## Information provided
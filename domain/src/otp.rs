//! One-time password values as the backend delivers them.

use crate::error::{
    error, DomainErrorKind, Error, ExternalErrorKind, InternalErrorKind, PayloadErrorKind,
};
use serde::Deserialize;
use std::fmt;
use url::Url;

/// Shown whenever no valid code is available.
pub const PLACEHOLDER_OTP: &str = "----";

/// Name of the SSE event that carries a code.
pub const OTP_EVENT: &str = "otp";

/// Validity used when the backend does not say how long a code lives.
pub const DEFAULT_VALID_FOR_SECONDS: u64 = 30;

/// Query parameter carrying the requested digit count.
const DIGITS_PARAM: &str = "digits";

/// Digit lengths the backend can generate.
#[derive(Clone, Copy, Debug, Default, PartialEq, Eq)]
pub enum OtpLength {
    Three,
    #[default]
    Six,
}

impl OtpLength {
    pub fn digits(self) -> u8 {
        match self {
            OtpLength::Three => 3,
            OtpLength::Six => 6,
        }
    }
}

impl TryFrom<u8> for OtpLength {
    type Error = Error;

    fn try_from(digits: u8) -> Result<Self, Self::Error> {
        match digits {
            3 => Ok(OtpLength::Three),
            6 => Ok(OtpLength::Six),
            other => Err(error(
                DomainErrorKind::Internal(InternalErrorKind::Config),
                &format!("unsupported OTP length: {other} (expected 3 or 6)"),
            )),
        }
    }
}

impl fmt::Display for OtpLength {
    fn fmt(&self, f: &mut fmt::Formatter) -> fmt::Result {
        write!(f, "{}", self.digits())
    }
}

/// Parses the configured backend endpoint.
pub fn parse_endpoint(endpoint: &str) -> Result<Url, Error> {
    Ok(Url::parse(endpoint)?)
}

/// Builds `<endpoint>?digits=<n>`, keeping any query the endpoint already has.
pub fn request_url(endpoint: &Url, length: OtpLength) -> Url {
    let mut url = endpoint.clone();
    url.query_pairs_mut()
        .append_pair(DIGITS_PARAM, &length.digits().to_string());
    url
}

/// A decoded `otp` event.
#[derive(Debug, Clone, PartialEq, Eq)]
pub struct OtpPayload {
    pub otp: String,
    pub valid_for_seconds: u64,
}

#[derive(Deserialize)]
#[serde(rename_all = "camelCase")]
struct RawPayload {
    otp: Option<String>,
    valid_for_seconds: Option<i64>,
}

impl OtpPayload {
    /// Decodes an event payload. The shape is only known at runtime, so every
    /// field is checked here: `otp` must be a string, `validForSeconds` an
    /// integer if present. A missing, zero or negative validity falls back to
    /// `DEFAULT_VALID_FOR_SECONDS`.
    pub fn decode(data: &str) -> Result<Self, Error> {
        let raw: RawPayload = serde_json::from_str(data)?;

        let otp = raw.otp.ok_or_else(|| {
            error(
                DomainErrorKind::External(ExternalErrorKind::Payload(PayloadErrorKind::MissingOtp)),
                "payload has no otp field",
            )
        })?;

        let valid_for_seconds = match raw.valid_for_seconds {
            Some(seconds) if seconds > 0 => seconds as u64,
            _ => DEFAULT_VALID_FOR_SECONDS,
        };

        Ok(Self {
            otp,
            valid_for_seconds,
        })
    }
}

## What you should do
Each line of the data that holds "field" should be copied.

## Output below
    /// field is checked here: `otp` must be a string, `validForSeconds` an
                "payload has no otp field",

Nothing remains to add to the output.